In diesem Jahr werde ich an der COP in Dubai teilnehmen, weil ich Teil der World Farmer’s Organisation, einer weltweiten Organisation für Landwirt:innen bin. Im Rahmen dieses Programmes nehme ich mit anderen jungen Farmer:innen aus der ganzen Welt an Online-Kursen teil. Wir beschäftigen uns mit Capacity Building, also der Frage, wie man die Fähigkeiten unserer Communities zur Anpassung an globale – darunter auch klimatische – Veränderungen stärken kann. Außerdem lernen wir dort viel über Storytelling und Rhetorik.

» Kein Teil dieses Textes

impl BindKind {
    fn for_type(ty: &Type) -> Option<Self> {
        match *ty {
            Type::BOOL => Some(BindKind::Bool),
            Type::INT2 => Some(BindKind::Int2),
            Type::INT4 => Some(BindKind::Int4),
            Type::INT8 => Some(BindKind::Int8),
            Type::FLOAT4 => Some(BindKind::Float4),
            Type::FLOAT8 => Some(BindKind::Float8),
            Type::TEXT | Type::VARCHAR | Type::BPCHAR | Type::NAME | Type::UNKNOWN => {
                Some(BindKind::Text)
            }
            Type::TIMESTAMPTZ => Some(BindKind::Timestamptz),
            Type::TIMESTAMP => Some(BindKind::Timestamp),
            Type::DATE => Some(BindKind::Date),
            Type::UUID => Some(BindKind::Uuid),
            Type::JSON | Type::JSONB => Some(BindKind::Json),
            _ => None,
        }
    }
}

fn bind_value(name: &str, value: &Value, ty: &Type) -> Result<BoxedParam> {
    let invalid = || {
        ServiceError::InvalidRequest(format!(
            "parameter :{name} value {value} cannot be bound as {}",
            ty.name()
        ))
    };
    // Positions re-prepared with a text cast now report TEXT.
    let kind = BindKind::for_type(ty).unwrap_or(BindKind::Text);

    if value.is_null() {
        return Ok(match kind {
            BindKind::Bool => Box::new(None::<bool>),
            BindKind::Int2 => Box::new(None::<i16>),
            BindKind::Int4 => Box::new(None::<i32>),
            BindKind::Int8 => Box::new(None::<i64>),
            BindKind::Float4 => Box::new(None::<f32>),
            BindKind::Float8 => Box::new(None::<f64>),
            BindKind::Text => Box::new(None::<String>),
            BindKind::Timestamptz => Box::new(None::<DateTime<Utc>>),
            BindKind::Timestamp => Box::new(None::<NaiveDateTime>),
            BindKind::Date => Box::new(None::<NaiveDate>),
            BindKind::Uuid => Box::new(None::<Uuid>),
            BindKind::Json => Box::new(None::<Value>),
        });
    }

    let text = match value {
        Value::String(s) => s.clone(),
        other => other.to_string(),
    };

    Ok(match kind {
        BindKind::Bool => Box::new(match value {
            Value::Bool(b) => *b,
            _ => text.trim().parse::<bool>().map_err(|_| invalid())?,
        }),
        BindKind::Int2 => Box::new(i16::try_from(as_integer(value).ok_or_else(invalid)?).map_err(|_| invalid())?),
        BindKind::Int4 => Box::new(i32::try_from(as_integer(value).ok_or_else(invalid)?).map_err(|_| invalid())?),
        BindKind::Int8 => Box::new(as_integer(value).ok_or_else(invalid)?),
        BindKind::Float4 => Box::new(as_float(value).ok_or_else(invalid)? as f32),
        BindKind::Float8 => Box::new(as_float(value).ok_or_else(invalid)?),
        BindKind::Text => Box::new(text),
        BindKind::Timestamptz => Box::new(parse_datetime(text.trim()).map_err(|_| invalid())?),
        BindKind::Timestamp => Box::new(parse_datetime(text.trim()).map_err(|_| invalid())?.naive_utc()),
        BindKind::Date => Box::new(parse_datetime(text.trim()).map_err(|_| invalid())?.date_naive()),
        BindKind::Uuid => Box::new(Uuid::parse_str(text.trim()).map_err(|_| invalid())?),
        BindKind::Json => Box::new(value.clone()),
    })
}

Die erlernten Fähigkeiten können wir dann auch bei der COP einbringen: Dort dürfen wir unsere Erfahrungen bei Nebenveranstaltungen teilen. Ich arbeite dafür eng mit einem jungen Mann aus Uganda und einer Frau aus Malawi zusammen. Das ist sehr spannend, weil wir so unterschiedliche Lebensrealitäten und Erfahrungen haben und sie miteinander teilen. Bei der COP treffe ich sie und die anderen knapp 20 Teilnehmer:innen aus dem Programm endlich persönlich. Wir werden dort über die Klimakrise sprechen, über politische und wirtschaftliche Strategien.

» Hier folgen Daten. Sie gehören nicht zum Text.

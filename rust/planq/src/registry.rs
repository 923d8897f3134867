//! Read-only schema snapshot that every compiler decision is checked against.

use anyhow::{Context, Result};
use serde::{Deserialize, Serialize};
use std::collections::BTreeMap;
use std::fs;
use std::path::Path;
use tracing::{info, warn};

#[derive(Debug, Clone, Default, Serialize, Deserialize, PartialEq)]
pub struct SchemaRegistry {
    #[serde(default)]
    pub tables: BTreeMap<String, TableInfo>,
}

#[derive(Debug, Clone, Default, Serialize, Deserialize, PartialEq)]
pub struct TableInfo {
    #[serde(default)]
    pub columns: Vec<ColumnInfo>,
    #[serde(default)]
    pub row_count: Option<u64>,
    #[serde(default, skip_serializing_if = "serde_json::Value::is_null")]
    pub pk_fk_hints: serde_json::Value,
}

#[derive(Debug, Clone, Serialize, Deserialize, PartialEq)]
pub struct ColumnInfo {
    pub name: String,
    #[serde(default, rename = "type")]
    pub data_type: Option<String>,
    #[serde(default = "default_nullable")]
    pub nullable: bool,
}

fn default_nullable() -> bool {
    true
}

impl SchemaRegistry {
    /// Loads the registry file. A missing file yields an empty registry so the
    /// service can still start; compilation against it reports the problem.
    pub fn load(path: &Path) -> Result<Self> {
        if !path.exists() {
            warn!(path = %path.display(), "schema registry file not found; starting empty");
            return Ok(Self::default());
        }

        let raw = fs::read_to_string(path)
            .with_context(|| format!("failed to read schema registry {}", path.display()))?;
        let registry = Self::from_json(&raw)
            .with_context(|| format!("failed to parse schema registry {}", path.display()))?;
        info!(tables = registry.tables.len(), "loaded schema registry");
        Ok(registry)
    }

    pub fn from_json(raw: &str) -> Result<Self> {
        Ok(serde_json::from_str(raw)?)
    }

    pub fn is_empty(&self) -> bool {
        self.tables.is_empty()
    }

    /// Table keys in sorted order.
    pub fn table_keys(&self) -> impl Iterator<Item = &str> {
        self.tables.keys().map(String::as_str)
    }

    pub fn has_table(&self, table: &str) -> bool {
        self.tables.contains_key(table)
    }

    pub fn table(&self, table: &str) -> Option<&TableInfo> {
        self.tables.get(table)
    }

    pub fn column_names(&self, table: &str) -> Vec<&str> {
        self.tables
            .get(table)
            .map(|info| info.columns.iter().map(|c| c.name.as_str()).collect())
            .unwrap_or_default()
    }

    pub fn has_column(&self, table: &str, column: &str) -> bool {
        self.column(table, column).is_some()
    }

    pub fn column(&self, table: &str, column: &str) -> Option<&ColumnInfo> {
        self.tables
            .get(table)?
            .columns
            .iter()
            .find(|c| c.name == column)
    }

    /// Case-insensitive lookup returning the registry spelling of the column.
    pub fn find_column_ci(&self, table: &str, column: &str) -> Option<&str> {
        self.tables
            .get(table)?
            .columns
            .iter()
            .find(|c| c.name.eq_ignore_ascii_case(column))
            .map(|c| c.name.as_str())
    }

    pub fn row_count(&self, table: &str) -> u64 {
        self.tables
            .get(table)
            .and_then(|info| info.row_count)
            .unwrap_or(0)
    }

    /// Subset of the registry for the given tables, as handed to the plan proposer.
    pub fn snapshot_for(&self, tables: &[String]) -> serde_json::Value {
        let subset: BTreeMap<&str, &TableInfo> = tables
            .iter()
            .filter_map(|t| self.tables.get_key_value(t.as_str()))
            .map(|(k, v)| (k.as_str(), v))
            .collect();
        serde_json::json!({ "tables": subset })
    }
}

#[cfg(test)]
mod tests {
    use super::*;

    const SAMPLE: &str = r#"{
        "tables": {
            "sales.orders": {
                "columns": [
                    {"name": "order_id", "type": "bigint", "nullable": false},
                    {"name": "Amount", "type": "numeric"}
                ],
                "row_count": 1200
            },
            "sales.customers": {"columns": [{"name": "customer_id", "type": "bigint"}]}
        }
    }"#;

    #[test]
    fn parses_registry_snapshot() {
        let registry = SchemaRegistry::from_json(SAMPLE).expect("registry should parse");
        assert_eq!(
            registry.table_keys().collect::<Vec<_>>(),
            vec!["sales.customers", "sales.orders"]
        );
        assert_eq!(registry.row_count("sales.orders"), 1200);
        assert_eq!(registry.row_count("sales.customers"), 0);
        assert!(registry.has_column("sales.orders", "order_id"));
        assert!(!registry.has_column("sales.orders", "amount"));
        assert_eq!(registry.find_column_ci("sales.orders", "amount"), Some("Amount"));
        assert!(registry.column("sales.customers", "customer_id").unwrap().nullable);
    }

    #[test]
    fn missing_file_yields_empty_registry() {
        let registry =
            SchemaRegistry::load(Path::new("/nonexistent/planq/registry.json")).expect("load");
        assert!(registry.is_empty());
    }

    #[test]
    fn snapshot_only_includes_known_tables() {
        let registry = SchemaRegistry::from_json(SAMPLE).unwrap();
        let snapshot =
            registry.snapshot_for(&["sales.orders".to_string(), "missing".to_string()]);
        let tables = snapshot["tables"].as_object().unwrap();
        assert_eq!(tables.len(), 1);
        assert!(tables.contains_key("sales.orders"));
    }
}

Es ist so schwer, das gesamte Bild zu erfassen. Auch das macht die Klimakrise so beängstigend, weil es mich vor die Frage stellt: „Können wir das alles schaffen?“ Damit sich wirklich etwas verändert, müssen alle Seiten sich einsetzen. Einerseits wir alle aus der Gesellschaft, anderseits braucht es Regelungen durch die Politik. Hier in Europa führen viele ein sehr komfortables Leben. Es braucht Regeln und Gesetze, damit wir uns umstellen.

Ich habe große Hoffnung in jüngere Menschen. Es ist wichtig, dass wir mitreden, denn wir sind eher dazu bereit, zuzuhören und Kompromisse einzugehen, um Lösungen zu finden. Ich glaube, es braucht junge Menschen in der Politik, auch in Italien. Wir stehen ähnlich da wie andere europäische Länder in der Klimapolitik, wir kommen nicht ins Handeln.

Derzeit ist die Lage hier in Bezug auf den Klimaschutz schwierig, trotzdem glaube ich weiter an die Demokratie. Deswegen will ich mich zumindest lokal in meinem Dorf politisch engagieren. Wenn ich das erzähle, warnen mich viele, ich würde enttäuscht werden. Aber es ist einfach, sich zu beschweren und nichts zu tun. Ich muss mich für meine Zukunft einsetzen.“

Mehr Informationen über die Klimakrise in Italien

Italien war vor allem in den letzten Jahren stark von den Auswirkungen der Klimakrise betroffen: Vergangenes Frühjahr war durch die heftige Winterdürre in Norditalien der Wasserpegel des Gardasees so niedrig, dass eine Landbrücke auftauchte. Auf die Trockenheit folgten im Mai Starkregenfälle. Die ausgelaugten Böden konnten die Wassermassen nicht aufnehmen. Mindestens neun Menschen kaman ums Leben, 20 000 wurden obdachlos.

Ohne schnelle Maßnahmen könnte das Land durch die Folgen der Klimakrise bis 2050 3,7 Prozent seines Bruttoinlandsproduktes verlieren. Italien ist für 0,87 und Prozent der globalen Treibhausgasemissionen verantwortlich und hat damit pro Kopf eine 20 Prozent höhere CO2-Emissionsrate als der Weltdurchschnitt. Seit Antritt der rechtsextremen Regierung unter Giorgia Meloni im Oktober 2022 steht in Italien Klimaschutz sehr weit hinten an. Die Klimakrise wird von Meloni und ihren Partei-Kolleg:innen immer wieder heruntergespielt. Und das, obwohl die Auswirkungen in dem Land so spürbar sind wie in wenigen anderen Regionen Europas.